Having lost last year, Oxford were determined to reestablish their recent dominance in the 163rd edition of the event, which went ahead after an unexploded World War II bomb was safely removed from near the course earlier in the day.
Police were called on Saturday after a member of the public spotted the device near Putney Bridge, yards from the start of the historic event.
Marine experts examined the submerged bomb and it was removed by specialist officers.
Oxford led throughout for a final time of 16 minutes 59 seconds and their president Michael Disanto, who rowed for the United States at the Rio Olympics, was delighted to see the team rewarded for their hard work.
"There is nothing like this.
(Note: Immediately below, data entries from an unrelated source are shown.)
//! CSV sinks: one file per job, or one cumulative file.

use std::collections::HashSet;
use std::fs::OpenOptions;
use std::io::{Read, Write};
use std::path::{Path, PathBuf};

use async_trait::async_trait;
use fd_lock::RwLock;
use tokio::sync::Mutex;
use tracing::{debug, info};

use super::{OutputError, RecordSink};
use crate::models::{JobResult, Record};

/// Column that ties every row back to its job.
const JOB_ID_COLUMN: &str = "data_source_id";

/// Serialize records to CSV bytes, optionally preceded by the header row.
///
/// The header is written explicitly so a job with no records still yields a
/// well-formed table.
fn encode(records: &[Record], header: bool, path: &Path) -> Result<Vec<u8>, OutputError> {
    let mut writer = csv::WriterBuilder::new()
        .has_headers(false)
        .from_writer(Vec::new());
    if header {
        writer
            .write_record(Record::COLUMNS)
            .map_err(|e| OutputError::csv(path, e))?;
    }
    for record in records {
        writer
            .serialize(record)
            .map_err(|e| OutputError::csv(path, e))?;
    }
    writer
        .into_inner()
        .map_err(|e| OutputError::csv(path, e.error()))
}

/// Writes `<dir>/<job_id>.csv` for each completed job.
pub struct CsvDirectorySink {
    dir: PathBuf,
}

impl CsvDirectorySink {
    pub fn new(dir: impl Into<PathBuf>) -> Self {
        Self { dir: dir.into() }
    }

    pub fn path_for(&self, job_id: &str) -> PathBuf {
        self.dir.join(format!("{}.csv", job_id))
    }

    fn temp_path_for(&self, job_id: &str) -> PathBuf {
        self.dir.join(format!(".{}.csv.partial", job_id))
    }
}

#[async_trait]
impl RecordSink for CsvDirectorySink {
    async fn completed_jobs(&self) -> Result<HashSet<String>, OutputError> {
        let mut done = HashSet::new();
        let mut entries = match tokio::fs::read_dir(&self.dir).await {
            Ok(entries) => entries,
            Err(e) if e.kind() == std::io::ErrorKind::NotFound => return Ok(done),
            Err(e) => return Err(OutputError::io(&self.dir, e)),
        };

        while let Some(entry) = entries
            .next_entry()
            .await
            .map_err(|e| OutputError::io(&self.dir, e))?
        {
            let path = entry.path();
            if path.extension().and_then(|e| e.to_str()) != Some("csv") {
                continue;
            }
            if let Some(stem) = path.file_stem().and_then(|s| s.to_str()) {
                if !stem.starts_with('.') {
                    done.insert(stem.to_string());
                }
            }
        }
        debug!("{} completed job(s) in {}", done.len(), self.dir.display());
        Ok(done)
    }

    async fn write_job(&self, result: &JobResult) -> Result<PathBuf, OutputError> {
        super::validate_job_id(&result.job_id)?;
        tokio::fs::create_dir_all(&self.dir)
            .await
            .map_err(|e| OutputError::io(&self.dir, e))?;

        let path = self.path_for(&result.job_id);
        let temp = self.temp_path_for(&result.job_id);
        let bytes = encode(&result.records, true, &path)?;

        // The final name only ever appears complete.
        tokio::fs::write(&temp, &bytes)
            .await
            .map_err(|e| OutputError::io(&temp, e))?;
        tokio::fs::rename(&temp, &path)
            .await
            .map_err(|e| OutputError::io(&path, e))?;

        info!(
            "Wrote {} record(s) for {} to {}",
            result.len(),
            result.job_id,
            path.display()
        );
        Ok(path)
    }
}

/// Read `path` under a shared lock. `None` when the file does not exist.
fn read_locked(path: &Path) -> std::io::Result<Option<Vec<u8>>> {
    let file = match OpenOptions::new().read(true).open(path) {
        Ok(file) => file,
        Err(e) if e.kind() == std::io::ErrorKind::NotFound => return Ok(None),
        Err(e) => return Err(e),
    };
    let lock = RwLock::new(file);
    let guard = lock.read()?;
    let mut contents = Vec::new();
    (&*guard).read_to_end(&mut contents)?;
    drop(guard);
    Ok(Some(contents))
}

/// Append `rows` to `path` under an exclusive lock, writing `header` first
/// when the locked file is still empty. Returns whether the header went out.
fn append_locked(path: &Path, header: &[u8], rows: &[u8]) -> std::io::Result<bool> {
    let file = OpenOptions::new().create(true).append(true).open(path)?;
    let mut lock = RwLock::new(file);
    let mut guard = lock.write()?;
    let needs_header = guard.metadata()?.len() == 0;
    if needs_header {
        guard.write_all(header)?;
    }
    guard.write_all(rows)?;
    guard.flush()?;
    Ok(needs_header)
}

/// Appends every completed job to one cumulative CSV.
///
/// Writers in this process queue on a mutex; writers in other processes (or
/// other sinks on the same file) are held off by an advisory file lock.
pub struct CsvAppendSink {
    path: PathBuf,
    write_lock: Mutex<()>,
}

impl CsvAppendSink {
    pub fn new(path: impl Into<PathBuf>) -> Self {
        Self {
            path: path.into(),
            write_lock: Mutex::new(()),
        }
    }

    pub fn path(&self) -> &Path {
        &self.path
    }
}

#[async_trait]
impl RecordSink for CsvAppendSink {
    async fn completed_jobs(&self) -> Result<HashSet<String>, OutputError> {
        let path = self.path.clone();
        let contents = tokio::task::spawn_blocking(move || read_locked(&path))
            .await
            .map_err(|e| OutputError::io(&self.path, std::io::Error::other(e)))?
            .map_err(|e| OutputError::io(&self.path, e))?;
        let Some(contents) = contents else {
            return Ok(HashSet::new());
        };
        if contents.is_empty() {
            return Ok(HashSet::new());
        }

        let mut reader = csv::ReaderBuilder::new()
            .flexible(true)
            .from_reader(contents.as_slice());
        let headers = reader
            .headers()
            .map_err(|e| OutputError::csv(&self.path, e))?;
        let column = headers
            .iter()
            .position(|h| h == JOB_ID_COLUMN)
            .ok_or_else(|| OutputError::MissingColumn {
                path: self.path.clone(),
                column: JOB_ID_COLUMN.to_string(),
            })?;

        let mut done = HashSet::new();
        for row in reader.records() {
            let row = row.map_err(|e| OutputError::csv(&self.path, e))?;
            if let Some(id) = row.get(column) {
                if !id.is_empty() {
                    done.insert(id.to_string());
                }
            }
        }
        Ok(done)
    }

    async fn write_job(&self, result: &JobResult) -> Result<PathBuf, OutputError> {
        let _guard = self.write_lock.lock().await;

        if let Some(parent) = self.path.parent().filter(|p| !p.as_os_str().is_empty()) {
            tokio::fs::create_dir_all(parent)
                .await
                .map_err(|e| OutputError::io(parent, e))?;
        }

        let header = encode(&[], true, &self.path)?;
        let rows = encode(&result.records, false, &self.path)?;
        let path = self.path.clone();
        let wrote_header = tokio::task::spawn_blocking(move || append_locked(&path, &header, &rows))
            .await
            .map_err(|e| OutputError::io(&self.path, std::io::Error::other(e)))?
            .map_err(|e| OutputError::io(&self.path, e))?;
        if wrote_header {
            debug!("Started {} with a header row", self.path.display());
        }

        info!(
            "Appended {} record(s) for {} to {}",
            result.len(),
            result.job_id,
            self.path.display()
        );
        Ok(self.path.clone())
    }
}

#[cfg(test)]
mod tests {
    use super::*;
    use std::sync::Arc;

    fn record(job_id: &str, name: &str) -> Record {
        Record {
            name: name.to_string(),
            ..Record::for_job(job_id)
        }
    }

    fn job(job_id: &str, names: &[&str]) -> JobResult {
        JobResult {
            job_id: job_id.to_string(),
            records: names.iter().map(|n| record(job_id, n)).collect(),
        }
    }

    fn read_rows(path: &Path) -> Vec<csv::StringRecord> {
        let mut reader = csv::Reader::from_path(path).unwrap();
        reader.records().map(|r| r.unwrap()).collect()
    }

    #[tokio::test]
    async fn directory_sink_writes_header_and_rows() {
        let dir = tempfile::tempdir().unwrap();
        let sink = CsvDirectorySink::new(dir.path());

        let path = sink.write_job(&job("abc123", &["Ann", "Bob"])).await.unwrap();

        assert_eq!(path, dir.path().join("abc123.csv"));
        let mut reader = csv::Reader::from_path(&path).unwrap();
        let headers: Vec<String> = reader.headers().unwrap().iter().map(String::from).collect();
        assert_eq!(headers, Record::COLUMNS.to_vec());
        let rows = read_rows(&path);
        assert_eq!(rows.len(), 2);
        assert_eq!(&rows[0][0], "abc123");
        assert_eq!(&rows[1][1], "Bob");
        assert_eq!(&rows[1][25], "false");
    }

    #[tokio::test]
    async fn empty_job_still_marks_completion() {
        let dir = tempfile::tempdir().unwrap();
        let sink = CsvDirectorySink::new(dir.path());

        sink.write_job(&job("empty", &[])).await.unwrap();

        let done = sink.completed_jobs().await.unwrap();
        assert!(done.contains("empty"));
        let contents = std::fs::read_to_string(dir.path().join("empty.csv")).unwrap();
        assert_eq!(contents.lines().count(), 1);
    }

    #[tokio::test]
    async fn partial_and_foreign_files_are_not_completions() {
        let dir = tempfile::tempdir().unwrap();
        std::fs::write(dir.path().join(".abc123.csv.partial"), "x").unwrap();
        std::fs::write(dir.path().join("notes.txt"), "x").unwrap();
        std::fs::write(dir.path().join("def456.csv"), "x").unwrap();

        let done = CsvDirectorySink::new(dir.path()).completed_jobs().await.unwrap();

        assert_eq!(done, HashSet::from(["def456".to_string()]));
    }

    #[tokio::test]
    async fn missing_directory_has_no_completions() {
        let dir = tempfile::tempdir().unwrap();
        let sink = CsvDirectorySink::new(dir.path().join("not-yet"));

        assert!(sink.completed_jobs().await.unwrap().is_empty());
    }

    #[tokio::test]
    async fn append_sink_writes_header_once() {
        let dir = tempfile::tempdir().unwrap();
        let path = dir.path().join("all.csv");
        let sink = CsvAppendSink::new(&path);

        sink.write_job(&job("abc123", &["Ann"])).await.unwrap();
        sink.write_job(&job("def456", &["Cy", "Di"])).await.unwrap();

        let contents = std::fs::read_to_string(&path).unwrap();
        assert_eq!(contents.matches("data_source_id").count(), 1);
        assert_eq!(read_rows(&path).len(), 3);

        let done = sink.completed_jobs().await.unwrap();
        assert_eq!(
            done,
            HashSet::from(["abc123".to_string(), "def456".to_string()])
        );
    }

    #[tokio::test]
    async fn concurrent_appends_do_not_interleave() {
        let dir = tempfile::tempdir().unwrap();
        let path = dir.path().join("all.csv");
        let sink = Arc::new(CsvAppendSink::new(&path));

        let mut handles = Vec::new();
        for i in 0..8 {
            let sink = sink.clone();
            handles.push(tokio::spawn(async move {
                let id = format!("job{}", i);
                let names: Vec<String> = (0..20).map(|n| format!("{}-{}", id, n)).collect();
                let names: Vec<&str> = names.iter().map(String::as_str).collect();
                sink.write_job(&job(&id, &names)).await.unwrap();
            }));
        }
        for handle in handles {
            handle.await.unwrap();
        }

        let rows = read_rows(&path);
        assert_eq!(rows.len(), 160);
        for chunk in rows.chunks(20) {
            let first = &chunk[0][0];
            assert!(chunk.iter().all(|r| &r[0] == first));
        }
    }

    #[tokio::test(flavor = "multi_thread", worker_threads = 4)]
    async fn separate_sinks_share_one_header() {
        for round in 0..20 {
            let dir = tempfile::tempdir().unwrap();
            let path = dir.path().join("all.csv");
            let first = CsvAppendSink::new(&path);
            let second = CsvAppendSink::new(&path);

            let a = job("abc123", &["Ann", "Bob"]);
            let b = job("def456", &["Cy"]);
            let (ra, rb) = tokio::join!(first.write_job(&a), second.write_job(&b));
            ra.unwrap();
            rb.unwrap();

            let contents = std::fs::read_to_string(&path).unwrap();
            assert_eq!(
                contents.matches("data_source_id").count(),
                1,
                "round {round}: {contents}"
            );
            assert_eq!(read_rows(&path).len(), 3, "round {round}");
            assert_eq!(first.completed_jobs().await.unwrap().len(), 2);
        }
    }

    #[tokio::test]
    async fn append_file_without_id_column_is_rejected() {
        let dir = tempfile::tempdir().unwrap();
        let path = dir.path().join("all.csv");
        std::fs::write(&path, "Name,Bib\nAnn,101\n").unwrap();

        let err = CsvAppendSink::new(&path).completed_jobs().await.unwrap_err();

        assert!(matches!(err, OutputError::MissingColumn { .. }));
    }
}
We were better on the day and we wanted it," Disanto told BBC Sport.
"In the autumn nothing was going our way and we have been building and it has culminated in this."
Pre-race favourites Oxford won the toss, and chose to start on the same Surrey station on the south side of the river as Cambridge's women, who had earlier won the women's race.
The Oxford boat boasted two brothers, Jamie and Ollie Cook, along with William Warr, who had to banish from his mind allegations of being a traitor after racing for Cambridge in 2015.
Oxford opened up a lead of almost a boat length at around two minutes.
There was almost a clash of oars as the two boats fought for the more favourable water channels on the river, before Oxford surged ahead coming to the Hammersmith Bridge section.
Cambridge dug deep to stay as close as they could, even momentarily closing the gap, but Oxford found clear water at the end to win by a length and a half and reclaim the title.
After crossing the finish line, Jamie Cook clambered over his exhausted team mates to stagger down the boat and embrace his older brother.